Shereitte C. Stokes IV, PhD, is a professor at Spelman College in environmental science, intro to environmental science health and toxicology in research. He is a post-doctoral Fellow through the Andrew W. Mellon Foundation, which allows a 50 percent share in teaching and 50 percent research. The research involves land use, exposure to air pollution and the modeling of the concentration of adversary pollutants and environmental health disparities. Throughout his time at Spelman College, Stokes has definitely noticed an increase in eco-conscious actions in students’ daily lives, as well as an interest in environmental-focused courses. “The environmental science and studies department is growing on almost a semester-wide basis. We also offer minors for students who prefer not to take a lot of science classes, but are interested in the green movement,” says Stokes.
There are millions of jobs being created for students with a green-focused major. “Green jobs and green economies are pretty much the most booming industries,” Stokes explains. Green economy and sustainability initiatives have definitely had a positive impact on the choice of college majors and career paths.
The future of a green economy will continue to transform conventional jobs in a number of different fields; from renewable energy and sustainable agriculture to weatherizing homes and green manufacturing. There are many options for students with a non-green focus to get involved and stay informed. Stokes advises students and recent graduates to educate themselves or go back to pursue a graduate degree. He also encourages students and post-graduates whose time and career focus does not align with the green movement to “see who the movers and the shakers are in terms of sustainability and green initiative. There are a lot of grass root organizations, NGO’s and corporations that are taking green initiative’s, find out who those people are and how you can help.”

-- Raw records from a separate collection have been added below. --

impl WgpuSink {
    pub fn new(
        device: &wgpu::Device,
        queue: &wgpu::Queue,
        target_format: wgpu::TextureFormat,
    ) -> Self {
        let standard_shader = device.create_shader_module(wgpu::ShaderModuleDescriptor {
            label: Some("scrawl shape shader"),
            source: wgpu::ShaderSource::Wgsl(include_str!("shaders/shape.wgsl").into()),
        });

        let uniform_layout = device.create_bind_group_layout(&wgpu::BindGroupLayoutDescriptor {
            label: Some("scrawl frame uniforms bgl"),
            entries: &[wgpu::BindGroupLayoutEntry {
                binding: 0,
                visibility: wgpu::ShaderStages::VERTEX_FRAGMENT,
                ty: wgpu::BindingType::Buffer {
                    ty: wgpu::BufferBindingType::Uniform,
                    has_dynamic_offset: true,
                    min_binding_size: Some(uniform_binding_size()),
                },
                count: None,
            }],
        });

        let texture_layout = device.create_bind_group_layout(&wgpu::BindGroupLayoutDescriptor {
            label: Some("scrawl texture bgl"),
            entries: &[
                wgpu::BindGroupLayoutEntry {
                    binding: 0,
                    visibility: wgpu::ShaderStages::FRAGMENT,
                    ty: wgpu::BindingType::Texture {
                        sample_type: wgpu::TextureSampleType::Float { filterable: true },
                        view_dimension: wgpu::TextureViewDimension::D2,
                        multisampled: false,
                    },
                    count: None,
                },
                wgpu::BindGroupLayoutEntry {
                    binding: 1,
                    visibility: wgpu::ShaderStages::FRAGMENT,
                    ty: wgpu::BindingType::Sampler(wgpu::SamplerBindingType::Filtering),
                    count: None,
                },
            ],
        });

        let pipeline_layout = device.create_pipeline_layout(&wgpu::PipelineLayoutDescriptor {
            label: Some("scrawl pipeline layout"),
            bind_group_layouts: &[&uniform_layout, &texture_layout],
            immediate_size: 0,
        });

        let white_view = create_white_texture(device, queue);

        Self {
            device: device.clone(),
            queue: queue.clone(),
            target_format,
            standard_shader,
            custom_shaders: HandleArena::new(),
            pipelines: HashMap::new(),
            uniform_layout,
            texture_layout,
            pipeline_layout,
            white_view,
            texture_groups: HashMap::new(),
            uniform_chunks: Vec::new(),
            uniform_chunk: 0,
            uniform_slot: 0,
            batch_buffers: Vec::new(),
            index_scratch: Vec::new(),
            pass: None,
            viewport: Viewport::new(1.0, 1.0),
            scale_factor: 1.0,
            current_key: PipelineKey {
                blend: BlendState::default(),
                rasterizer: RasterizerState::default(),
                vs: None,
                ps: None,
            },
            current_sampler: SamplerState::default(),
            local: Mat3x2::IDENTITY,
            camera: Mat3x2::IDENTITY,
            color_mul: ColorRgba::white(),
            color_add: ColorRgba::transparent(),
            scissor: None,
            uniforms_dirty: true,
            bound_key: None,
            bound_sampler: None,
            bound_batch: None,
            applied_scissor: None,
            warned_stale_shader: false,
        }
    }

    /// Registers a custom WGSL module usable as a stage override. The module
    /// must export `vs_main`/`fs_main` for the stage(s) it overrides.
    pub fn register_shader(&mut self, label: &str, wgsl: &str) -> ShaderHandle {
        let module = self.device.create_shader_module(wgpu::ShaderModuleDescriptor {
            label: Some(label),
            source: wgpu::ShaderSource::Wgsl(wgsl.into()),
        });
        ShaderHandle(self.custom_shaders.insert(module))
    }

    /// Drops a registered shader. Handles to it become stale and resolve to
    /// the standard shader from the next flush on.
    pub fn unregister_shader(&mut self, handle: ShaderHandle) {
        if self.custom_shaders.remove(handle.0).is_none() {
            log::debug!("unregister of unknown shader handle {handle:?}");
            return;
        }
        self.pipelines
            .retain(|key, _| key.vs != Some(handle) && key.ps != Some(handle));
    }

    /// Opens the shape render pass on `encoder`, targeting `view`. The pass
    /// loads existing contents; clearing is the caller's business.
    pub fn begin_frame(
        &mut self,
        encoder: &mut wgpu::CommandEncoder,
        view: &wgpu::TextureView,
        viewport: Viewport,
        scale_factor: f32,
    ) {
        let pass = encoder
            .begin_render_pass(&wgpu::RenderPassDescriptor {
                label: Some("scrawl shape pass"),
                color_attachments: &[Some(wgpu::RenderPassColorAttachment {
                    view,
                    resolve_target: None,
                    ops: wgpu::Operations {
                        load: wgpu::LoadOp::Load,
                        store: wgpu::StoreOp::Store,
                    },
                    depth_slice: None,
                })],
                depth_stencil_attachment: None,
                timestamp_writes: None,
                occlusion_query_set: None,
                multiview_mask: None,
            })
            .forget_lifetime();

        self.pass = Some(pass);
        self.viewport = viewport;
        self.scale_factor = scale_factor;

        self.uniform_chunk = 0;
        self.uniform_slot = 0;
        self.uniforms_dirty = true;
        self.bound_key = None;
        self.bound_sampler = None;
        self.bound_batch = None;
        self.applied_scissor = None;
        self.warned_stale_shader = false;
    }

    /// Closes the pass. Must run before the encoder is finished.
    pub fn end_frame(&mut self) {
        self.pass = None;
    }

    // ── pipeline cache ────────────────────────────────────────────────────

    /// Resolves `selection` against the registry; stale handles downgrade to
    /// the standard shader with one warning per frame.
    fn resolve_override(&mut self, selection: Option<ShaderHandle>) -> Option<ShaderHandle> {
        let handle = selection?;
        if self.custom_shaders.get(handle.0).is_some() {
            Some(handle)
        } else {
            if !self.warned_stale_shader {
                log::warn!("stale custom shader handle {handle:?}; using the standard shader");
                self.warned_stale_shader = true;
            }
            None
        }
    }

    fn ensure_pipeline(&mut self, key: PipelineKey) {
        if self.pipelines.contains_key(&key) {
            return;
        }

        let vs = self.resolve_override(key.vs);
        let ps = self.resolve_override(key.ps);

        let polygon_mode = convert::polygon_mode(key.rasterizer.fill_mode, self.device.features());
        if polygon_mode == wgpu::PolygonMode::Fill
            && key.rasterizer.fill_mode == FillMode::Wireframe
        {
            log::warn!("wireframe fill requested without POLYGON_MODE_LINE; drawing solid");
        }

        let vs_module = vs
            .and_then(|h| self.custom_shaders.get(h.0))
            .unwrap_or(&self.standard_shader);
        let ps_module = ps
            .and_then(|h| self.custom_shaders.get(h.0))
            .unwrap_or(&self.standard_shader);

        let pipeline = self
            .device
            .create_render_pipeline(&wgpu::RenderPipelineDescriptor {
                label: Some("scrawl shape pipeline"),
                layout: Some(&self.pipeline_layout),
                vertex: wgpu::VertexState {
                    module: vs_module,
                    entry_point: Some("vs_main"),
                    compilation_options: Default::default(),
                    buffers: &[vertex_layout()],
                },
                fragment: Some(wgpu::FragmentState {
                    module: ps_module,
                    entry_point: Some("fs_main"),
                    compilation_options: Default::default(),
                    targets: &[Some(wgpu::ColorTargetState {
                        format: self.target_format,
                        blend: convert::blend_state(key.blend),
                        write_mask: wgpu::ColorWrites::ALL,
                    })],
                }),
                primitive: wgpu::PrimitiveState {
                    topology: wgpu::PrimitiveTopology::TriangleList,
                    strip_index_format: None,
                    front_face: wgpu::FrontFace::Cw,
                    cull_mode: convert::cull_mode(key.rasterizer.cull_mode),
                    polygon_mode,
                    unclipped_depth: false,
                    conservative: false,
                },
                depth_stencil: None,
                multisample: wgpu::MultisampleState::default(),
                multiview_mask: None,
                cache: None,
            });

        self.pipelines.insert(key, pipeline);
    }

    // ── texture/sampler bindings ──────────────────────────────────────────

    fn ensure_texture_group(&mut self, state: SamplerState) {
        if self.texture_groups.contains_key(&state) {
            return;
        }

        let sampler = self.device.create_sampler(&convert::sampler_descriptor(state));
        let group = self.device.create_bind_group(&wgpu::BindGroupDescriptor {
            label: Some("scrawl texture bind group"),
            layout: &self.texture_layout,
            entries: &[
                wgpu::BindGroupEntry {
                    binding: 0,
                    resource: wgpu::BindingResource::TextureView(&self.white_view),
                },
                wgpu::BindGroupEntry {
                    binding: 1,
                    resource: wgpu::BindingResource::Sampler(&sampler),
                },
            ],
        });
        self.texture_groups.insert(state, group);
    }

    // ── uniform ring ──────────────────────────────────────────────────────

    fn push_uniform_chunk(&mut self) {
        let buffer = self.device.create_buffer(&wgpu::BufferDescriptor {
            label: Some("scrawl frame uniforms"),
            size: UNIFORM_STRIDE * UNIFORM_SLOTS_PER_CHUNK,
            usage: wgpu::BufferUsages::UNIFORM | wgpu::BufferUsages::COPY_DST,
            mapped_at_creation: false,
        });
        let group = self.device.create_bind_group(&wgpu::BindGroupDescriptor {
            label: Some("scrawl frame uniforms bind group"),
            layout: &self.uniform_layout,
            entries: &[wgpu::BindGroupEntry {
                binding: 0,
                resource: wgpu::BindingResource::Buffer(wgpu::BufferBinding {
                    buffer: &buffer,
                    offset: 0,
                    size: Some(uniform_binding_size()),
                }),
            }],
        });
        self.uniform_chunks.push(UniformChunk { buffer, group });
    }

    /// Writes the pending constants into the next free uniform slot and
    /// returns `(chunk, dynamic offset)`.
    fn write_uniform_slot(&mut self) -> (usize, u32) {
        if self.uniform_slot == UNIFORM_SLOTS_PER_CHUNK {
            self.uniform_chunk += 1;
            self.uniform_slot = 0;
        }
        while self.uniform_chunk >= self.uniform_chunks.len() {
            self.push_uniform_chunk();
        }

        let combined = self.local * self.camera;
        let uniforms = FrameUniforms {
            viewport: [self.viewport.width.max(1.0), self.viewport.height.max(1.0)],
            _pad: [0.0; 2],
            transform0: [combined.a, combined.c, combined.tx, 0.0],
            transform1: [combined.b, combined.d, combined.ty, 0.0],
            color_mul: self.color_mul.to_array(),
            color_add: self.color_add.to_array(),
        };

        let offset = self.uniform_slot * UNIFORM_STRIDE;
        self.queue.write_buffer(
            &self.uniform_chunks[self.uniform_chunk].buffer,
            offset,
            bytemuck::bytes_of(&uniforms),
        );
        self.uniform_slot += 1;
        (self.uniform_chunk, offset as u32)
    }

    // ── batch buffers ─────────────────────────────────────────────────────

    fn create_buffer(&self, label: &str, bytes: u64, usage: wgpu::BufferUsages) -> wgpu::Buffer {
        self.device.create_buffer(&wgpu::BufferDescriptor {
            label: Some(label),
            size: bytes,
            usage: usage | wgpu::BufferUsages::COPY_DST,
            mapped_at_creation: false,
        })
    }

    /// Makes sure batch `batch` has buffers with at least the given byte
    /// capacities, growing in powers of two like the vertex pool itself.
    fn ensure_batch_buffers(&mut self, batch: usize, vertex_bytes: u64, index_bytes: u64) {
        if batch >= self.batch_buffers.len() {
            self.batch_buffers.resize_with(batch + 1, || None);
        }

        if self.batch_buffers[batch].is_none() {
            let vcap = vertex_bytes.next_power_of_two().max(MIN_BUFFER_BYTES);
            let icap = index_bytes.next_power_of_two().max(MIN_BUFFER_BYTES);
            let vertices = self.create_buffer("scrawl batch vertices", vcap, wgpu::BufferUsages::VERTEX);
            let indices = self.create_buffer("scrawl batch indices", icap, wgpu::BufferUsages::INDEX);
            self.batch_buffers[batch] = Some(BatchBuffers {
                vertices,
                vertex_bytes: vcap,
                indices,
                index_bytes: icap,
            });
            return;
        }

        let (grow_vertices, grow_indices) = {
            let buffers = self.batch_buffers[batch].as_ref().expect("checked above");
            (
                buffers.vertex_bytes < vertex_bytes,
                buffers.index_bytes < index_bytes,
            )
        };
        if grow_vertices {
            let vcap = vertex_bytes.next_power_of_two().max(MIN_BUFFER_BYTES);
            let buffer = self.create_buffer("scrawl batch vertices", vcap, wgpu::BufferUsages::VERTEX);
            if let Some(buffers) = &mut self.batch_buffers[batch] {
                buffers.vertices = buffer;
                buffers.vertex_bytes = vcap;
            }
        }
        if grow_indices {
            let icap = index_bytes.next_power_of_two().max(MIN_BUFFER_BYTES);
            let buffer = self.create_buffer("scrawl batch indices", icap, wgpu::BufferUsages::INDEX);
            if let Some(buffers) = &mut self.batch_buffers[batch] {
                buffers.indices = buffer;
                buffers.index_bytes = icap;
            }
        }
    }
}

Environmental science social action groups are additional ways to stay involved. College campuses are notorious for their massive carbon footprint, but students are noticing and taking action. Some students lean toward greener campuses when deciding between colleges. Student involvement has a significant impact on a greener campus, from water and energy consumption to how the cafeteria food is grown and prepared. “A lot of students that I come across now especially at Spelman that are freshman or sophomores are on the ball when it comes to environmental issues, and could probably teach people in my generation a thing or two.” It all starts with questions. Ask for organic, locally grown or vegetarian food. Ask for low-flow water faucets, energy saving fixtures, recycling and composting. When the student body speaks, school administrators typically listen. Occasionally these requests do not directly correspond with instant answers, but those echoes will be heard with persistence.